BEIJING - Gu Kailai, the wife of recently deposed top official in the Chinese Communist Party Bo Xilai, raised no objections to the prosecution's charges as the trial ended on Thursday, reports BBC news.

A court official told reporters Gu did not contest the charges. The date of the verdict will be announced later, the official said.

Gu Kailai is accused of poisoning British expat Neil Heywood in 2011 in Chongqing, where her husband Bo Xilai was head of the Communist party and a very popular figure.

At the time, the death was recorded as a heart attack. But four months later Bo's right-hand man, police chief Wang Lijun, fled to a U.S. consulate, where he alleged murder and a massive cover-up, reports CNN.

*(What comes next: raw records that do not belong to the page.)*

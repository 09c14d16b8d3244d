use chrono::NaiveDate;

use crate::errors::{NormalizeError, SchemaAttempt};
use crate::formats::schema::{CONFIDENCE, REQUIRED_COLUMNS};
use crate::formats::{
    build_normalized_feed, CategoricalConfidenceSchema, PercentConfidenceSchema, RawTable,
};
use crate::model::{ConfidenceScale, NormalizedFeed};

/// Source columns that become `brightness_a` / `brightness_b` under a schema.
#[derive(Debug, Clone, Copy, PartialEq, Eq)]
pub struct BrightnessSources {
    pub a: &'static str,
    pub b: &'static str,
}

pub trait ConfidenceSchema {
    fn name(&self) -> &'static str;
    fn scale(&self) -> ConfidenceScale;
    /// Rejects a confidence column this schema cannot interpret with
    /// `NormalizeError::SchemaMismatch`.
    fn check(&self, confidence: &[String]) -> Result<(), NormalizeError>;
    fn is_high_confidence(&self, value: &str) -> bool;
    fn brightness_sources(&self) -> BrightnessSources;
}

/// Normalizes one raw FIRMS CSV feed. `today` anchors the `days_ago` rank.
pub fn normalize_feed(content: &str, today: NaiveDate) -> Result<NormalizedFeed, NormalizeError> {
    let percent = PercentConfidenceSchema;
    let categorical = CategoricalConfidenceSchema;
    let schemas: [&dyn ConfidenceSchema; 2] = [&percent, &categorical];
    normalize_with_schemas(content, today, &schemas)
}

pub fn normalize_with_schemas(
    content: &str,
    today: NaiveDate,
    schemas: &[&dyn ConfidenceSchema],
) -> Result<NormalizedFeed, NormalizeError> {
    let table = RawTable::read(content)?;

    let missing = table.missing_columns(&REQUIRED_COLUMNS);
    if !missing.is_empty() {
        return Err(NormalizeError::MissingColumns { missing });
    }

    let confidence = table.required(CONFIDENCE)?;
    let mut attempts = Vec::new();
    let mut selected: Option<&dyn ConfidenceSchema> = None;

    for schema in schemas {
        match schema.check(confidence) {
            Ok(()) => {
                selected = Some(*schema);
                break;
            }
            Err(NormalizeError::SchemaMismatch { reason, .. }) => {
                attempts.push(SchemaAttempt::new(schema.name(), reason));
            }
            Err(err) => return Err(err),
        }
    }

    build_normalized_feed(&table, selected, today, attempts)
}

Heywood is said to have been a business associate and a close friend to the Bo family. Gu's husband was destined to join the elite committee of leaders at the top of China's ruling part, reports BBC News. He was sacked in March and is currently under investigation for unspecified "disciplinary violations.”

The defendants haven't seen their relatives since they were arrested in early April, reports CNN. Bo Gagua, 24, a Harvard University graduate, said he submitted a witness statement to the defense team for his mother in an email on Tuesday.

According to the Daily Telegraph, security was tight around the courthouse and international media were not allowed into the court.

The two defendants face a possible death penalty if found guilty.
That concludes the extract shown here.